■ **WHAT YOU WILL DO**: Exactly as written, give back every record below.

*** DATA EXTRACTS ***

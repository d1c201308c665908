//! Video indexer: walk a folder, pick up clips, map event id → clip.

use crate::errors::{AppError, AppResult};
use crate::models::diagnostics::Diagnostic;
use crate::models::event_id::normalize_id;
use crate::models::video::VideoEntry;
use regex::Regex;
use std::collections::BTreeMap;
use std::fs;
use std::path::{Path, PathBuf};
use walkdir::WalkDir;

/// How clip file names are turned into event ids.
#[derive(Debug, Clone)]
pub struct IndexOptions {
    pub extensions: Vec<String>,
    pub id_pattern: Regex,
}

impl IndexOptions {
    pub fn new(extensions: &[String], id_pattern: &str) -> AppResult<Self> {
        let id_pattern = Regex::new(id_pattern).map_err(|e| AppError::InvalidPattern {
            pattern: id_pattern.to_string(),
            reason: e.to_string(),
        })?;

        Ok(Self {
            extensions: extensions
                .iter()
                .map(|e| e.trim().trim_start_matches('.').to_lowercase())
                .filter(|e| !e.is_empty())
                .collect(),
            id_pattern,
        })
    }

    fn is_media(&self, path: &Path) -> bool {
        path.extension()
            .map(|ext| {
                let ext = ext.to_string_lossy().to_lowercase();
                self.extensions.iter().any(|e| *e == ext)
            })
            .unwrap_or(false)
    }

    /// Event id encoded in a clip's file stem: the `id` group, else group 1,
    /// else the whole match.
    pub fn extract_id(&self, path: &Path) -> Option<String> {
        let stem = path.file_stem()?.to_string_lossy();
        let caps = self.id_pattern.captures(stem.trim())?;
        let m = caps
            .name("id")
            .or_else(|| caps.get(1))
            .or_else(|| caps.get(0))?;
        let id = m.as_str().trim();
        if id.is_empty() {
            None
        } else {
            Some(id.to_string())
        }
    }
}

/// Result of one scan. Keys are normalised event ids.
#[derive(Debug, Clone, Default, PartialEq, Eq)]
pub struct VideoIndex {
    pub entries: BTreeMap<String, VideoEntry>,
    pub warnings: Vec<Diagnostic>,
}

impl VideoIndex {
    pub fn get(&self, id: &str) -> Option<&VideoEntry> {
        self.entries.get(&normalize_id(id))
    }

    pub fn len(&self) -> usize {
        self.entries.len()
    }

    pub fn is_empty(&self) -> bool {
        self.entries.is_empty()
    }
}

/// Scan `root` recursively. Clips are visited in lexicographic path order so
/// the first-match-wins rule for duplicate ids is deterministic.
pub fn index_videos(
    root: &Path,
    library_root: Option<&Path>,
    opts: &IndexOptions,
) -> AppResult<VideoIndex> {
    if !root.is_dir() || fs::read_dir(root).is_err() {
        return Err(AppError::RootNotFound(root.to_path_buf()));
    }

    let mut index = VideoIndex::default();
    let mut candidates: Vec<PathBuf> = Vec::new();

    for entry in WalkDir::new(root).follow_links(true) {
        let entry = match entry {
            Ok(e) => e,
            Err(e) => {
                index.warnings.push(Diagnostic::WalkWarning {
                    path: e.path().map(Path::to_path_buf),
                    reason: e.to_string(),
                });
                continue;
            }
        };

        let path = entry.path();
        if entry.file_type().is_file() && opts.is_media(path) {
            candidates.push(path.to_path_buf());
        }
    }

    candidates.sort();

    for path in candidates {
        let Some(id) = opts.extract_id(&path) else {
            index
                .warnings
                .push(Diagnostic::UnrecognizedVideoName { path });
            continue;
        };

        let key = normalize_id(&id);
        if let Some(kept) = index.entries.get(&key) {
            index.warnings.push(Diagnostic::DuplicateId {
                id,
                kept: kept.absolute_path.clone(),
                ignored: path,
            });
            continue;
        }

        let relative_path = library_root
            .and_then(|lib| path.strip_prefix(lib).ok())
            .map(Path::to_path_buf)
            .unwrap_or_else(|| path.clone());

        index.entries.insert(
            key,
            VideoEntry {
                id,
                absolute_path: path,
                relative_path,
            },
        );
    }

    Ok(index)
}

#[cfg(test)]
mod tests {
    use super::*;

    fn opts() -> IndexOptions {
        IndexOptions::new(&["mp4".to_string(), ".MOV".to_string()], r"^(?P<id>\d+)").unwrap()
    }

    fn touch(root: &Path, rel: &str) {
        let p = root.join(rel);
        fs::create_dir_all(p.parent().unwrap()).unwrap();
        fs::write(p, b"").unwrap();
    }

    #[test]
    fn indexes_nested_clips_by_id() {
        let dir = tempfile::tempdir().unwrap();
        touch(dir.path(), "day1/1001.mp4");
        touch(dir.path(), "day2/1002_cam2.MOV");
        touch(dir.path(), "day2/readme.txt");

        let idx = index_videos(dir.path(), Some(dir.path()), &opts()).unwrap();

        assert_eq!(idx.len(), 2);
        assert_eq!(
            idx.get("1001").unwrap().relative_path,
            PathBuf::from("day1").join("1001.mp4")
        );
        assert!(idx.get("1002").is_some());
        assert!(idx.warnings.is_empty());
    }

    #[test]
    fn duplicates_keep_the_first_path() {
        let dir = tempfile::tempdir().unwrap();
        touch(dir.path(), "b/0042.mp4");
        touch(dir.path(), "a/42.mp4");

        let idx = index_videos(dir.path(), None, &opts()).unwrap();

        assert_eq!(idx.len(), 1);
        let kept = idx.get("42").unwrap();
        assert!(kept.absolute_path.ends_with(Path::new("a").join("42.mp4")));
        assert_eq!(kept.relative_path, kept.absolute_path);
        assert_eq!(idx.warnings.len(), 1);
        assert!(matches!(idx.warnings[0], Diagnostic::DuplicateId { .. }));
    }

    #[test]
    fn unnamed_clips_are_reported() {
        let dir = tempfile::tempdir().unwrap();
        touch(dir.path(), "overview.mp4");

        let idx = index_videos(dir.path(), None, &opts()).unwrap();
        assert!(idx.is_empty());
        assert!(matches!(
            idx.warnings[0],
            Diagnostic::UnrecognizedVideoName { .. }
        ));
    }

    #[test]
    fn rescanning_is_idempotent() {
        let dir = tempfile::tempdir().unwrap();
        for name in ["3.mp4", "1.mp4", "x/2.mp4", "x/y/10.mp4"] {
            touch(dir.path(), name);
        }

        let first = index_videos(dir.path(), Some(dir.path()), &opts()).unwrap();
        let second = index_videos(dir.path(), Some(dir.path()), &opts()).unwrap();
        assert_eq!(first, second);
    }

    #[test]
    fn missing_root_is_an_error() {
        let dir = tempfile::tempdir().unwrap();
        let missing = dir.path().join("nope");
        assert!(matches!(
            index_videos(&missing, None, &opts()),
            Err(AppError::RootNotFound(_))
        ));
    }

    #[test]
    fn bad_pattern_is_rejected() {
        assert!(matches!(
            IndexOptions::new(&["mp4".to_string()], "(unclosed"),
            Err(AppError::InvalidPattern { .. })
        ));
    }
}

*** End of DATA EXTRACTS ***

■ **EXERCISE SOLUTION**:
repository d1c201308c665908
//! Video indexer: walk a folder, pick up clips, map event id → clip.

use crate::errors::{AppError, AppResult};
use crate::models::diagnostics::Diagnostic;
use crate::models::event_id::normalize_id;
use crate::models::video::VideoEntry;
use regex::Regex;
use std::collections::BTreeMap;
use std::fs;
use std::path::{Path, PathBuf};
use walkdir::WalkDir;

/// How clip file names are turned into event ids.
#[derive(Debug, Clone)]
pub struct IndexOptions {
    pub extensions: Vec<String>,
    pub id_pattern: Regex,
}

impl IndexOptions {
    pub fn new(extensions: &[String], id_pattern: &str) -> AppResult<Self> {
        let id_pattern = Regex::new(id_pattern).map_err(|e| AppError::InvalidPattern {
            pattern: id_pattern.to_string(),
            reason: e.to_string(),
        })?;

        Ok(Self {
            extensions: extensions
                .iter()
                .map(|e| e.trim().trim_start_matches('.').to_lowercase())
                .filter(|e| !e.is_empty())
                .collect(),
            id_pattern,
        })
    }

    fn is_media(&self, path: &Path) -> bool {
        path.extension()
            .map(|ext| {
                let ext = ext.to_string_lossy().to_lowercase();
                self.extensions.iter().any(|e| *e == ext)
            })
            .unwrap_or(false)
    }

    /// Event id encoded in a clip's file stem: the `id` group, else group 1,
    /// else the whole match.
    pub fn extract_id(&self, path: &Path) -> Option<String> {
        let stem = path.file_stem()?.to_string_lossy();
        let caps = self.id_pattern.captures(stem.trim())?;
        let m = caps
            .name("id")
            .or_else(|| caps.get(1))
            .or_else(|| caps.get(0))?;
        let id = m.as_str().trim();
        if id.is_empty() {
            None
        } else {
            Some(id.to_string())
        }
    }
}

/// Result of one scan. Keys are normalised event ids.
#[derive(Debug, Clone, Default, PartialEq, Eq)]
pub struct VideoIndex {
    pub entries: BTreeMap<String, VideoEntry>,
    pub warnings: Vec<Diagnostic>,
}

impl VideoIndex {
    pub fn get(&self, id: &str) -> Option<&VideoEntry> {
        self.entries.get(&normalize_id(id))
    }

    pub fn len(&self) -> usize {
        self.entries.len()
    }

    pub fn is_empty(&self) -> bool {
        self.entries.is_empty()
    }
}

/// Scan `root` recursively. Clips are visited in lexicographic path order so
/// the first-match-wins rule for duplicate ids is deterministic.
pub fn index_videos(
    root: &Path,
    library_root: Option<&Path>,
    opts: &IndexOptions,
) -> AppResult<VideoIndex> {
    if !root.is_dir() || fs::read_dir(root).is_err() {
        return Err(AppError::RootNotFound(root.to_path_buf()));
    }

    let mut index = VideoIndex::default();
    let mut candidates: Vec<PathBuf> = Vec::new();

    for entry in WalkDir::new(root).follow_links(true) {
        let entry = match entry {
            Ok(e) => e,
            Err(e) => {
                index.warnings.push(Diagnostic::WalkWarning {
                    path: e.path().map(Path::to_path_buf),
                    reason: e.to_string(),
                });
                continue;
            }
        };

        let path = entry.path();
        if entry.file_type().is_file() && opts.is_media(path) {
            candidates.push(path.to_path_buf());
        }
    }

    candidates.sort();

    for path in candidates {
        let Some(id) = opts.extract_id(&path) else {
            index
                .warnings
                .push(Diagnostic::UnrecognizedVideoName { path });
            continue;
        };

        let key = normalize_id(&id);
        if let Some(kept) = index.entries.get(&key) {
            index.warnings.push(Diagnostic::DuplicateId {
                id,
                kept: kept.absolute_path.clone(),
                ignored: path,
            });
            continue;
        }

        let relative_path = library_root
            .and_then(|lib| path.strip_prefix(lib).ok())
            .map(Path::to_path_buf)
            .unwrap_or_else(|| path.clone());

        index.entries.insert(
            key,
            VideoEntry {
                id,
                absolute_path: path,
                relative_path,
            },
        );
    }

    Ok(index)
}

#[cfg(test)]
mod tests {
    use super::*;

    fn opts() -> IndexOptions {
        IndexOptions::new(&["mp4".to_string(), ".MOV".to_string()], r"^(?P<id>\d+)").unwrap()
    }

    fn touch(root: &Path, rel: &str) {
        let p = root.join(rel);
        fs::create_dir_all(p.parent().unwrap()).unwrap();
        fs::write(p, b"").unwrap();
    }

    #[test]
    fn indexes_nested_clips_by_id() {
        let dir = tempfile::tempdir().unwrap();
        touch(dir.path(), "day1/1001.mp4");
        touch(dir.path(), "day2/1002_cam2.MOV");
        touch(dir.path(), "day2/readme.txt");

        let idx = index_videos(dir.path(), Some(dir.path()), &opts()).unwrap();

        assert_eq!(idx.len(), 2);
        assert_eq!(
            idx.get("1001").unwrap().relative_path,
            PathBuf::from("day1").join("1001.mp4")
        );
        assert!(idx.get("1002").is_some());
        assert!(idx.warnings.is_empty());
    }

    #[test]
    fn duplicates_keep_the_first_path() {
        let dir = tempfile::tempdir().unwrap();
        touch(dir.path(), "b/0042.mp4");
        touch(dir.path(), "a/42.mp4");

        let idx = index_videos(dir.path(), None, &opts()).unwrap();

        assert_eq!(idx.len(), 1);
        let kept = idx.get("42").unwrap();
        assert!(kept.absolute_path.ends_with(Path::new("a").join("42.mp4")));
        assert_eq!(kept.relative_path, kept.absolute_path);
        assert_eq!(idx.warnings.len(), 1);
        assert!(matches!(idx.warnings[0], Diagnostic::DuplicateId { .. }));
    }

    #[test]
    fn unnamed_clips_are_reported() {
        let dir = tempfile::tempdir().unwrap();
        touch(dir.path(), "overview.mp4");

        let idx = index_videos(dir.path(), None, &opts()).unwrap();
        assert!(idx.is_empty());
        assert!(matches!(
            idx.warnings[0],
            Diagnostic::UnrecognizedVideoName { .. }
        ));
    }

    #[test]
    fn rescanning_is_idempotent() {
        let dir = tempfile::tempdir().unwrap();
        for name in ["3.mp4", "1.mp4", "x/2.mp4", "x/y/10.mp4"] {
            touch(dir.path(), name);
        }

        let first = index_videos(dir.path(), Some(dir.path()), &opts()).unwrap();
        let second = index_videos(dir.path(), Some(dir.path()), &opts()).unwrap();
        assert_eq!(first, second);
    }

    #[test]
    fn missing_root_is_an_error() {
        let dir = tempfile::tempdir().unwrap();
        let missing = dir.path().join("nope");
        assert!(matches!(
            index_videos(&missing, None, &opts()),
            Err(AppError::RootNotFound(_))
        ));
    }

    #[test]
    fn bad_pattern_is_rejected() {
        assert!(matches!(
            IndexOptions::new(&["mp4".to_string()], "(unclosed"),
            Err(AppError::InvalidPattern { .. })
        ));
    }
}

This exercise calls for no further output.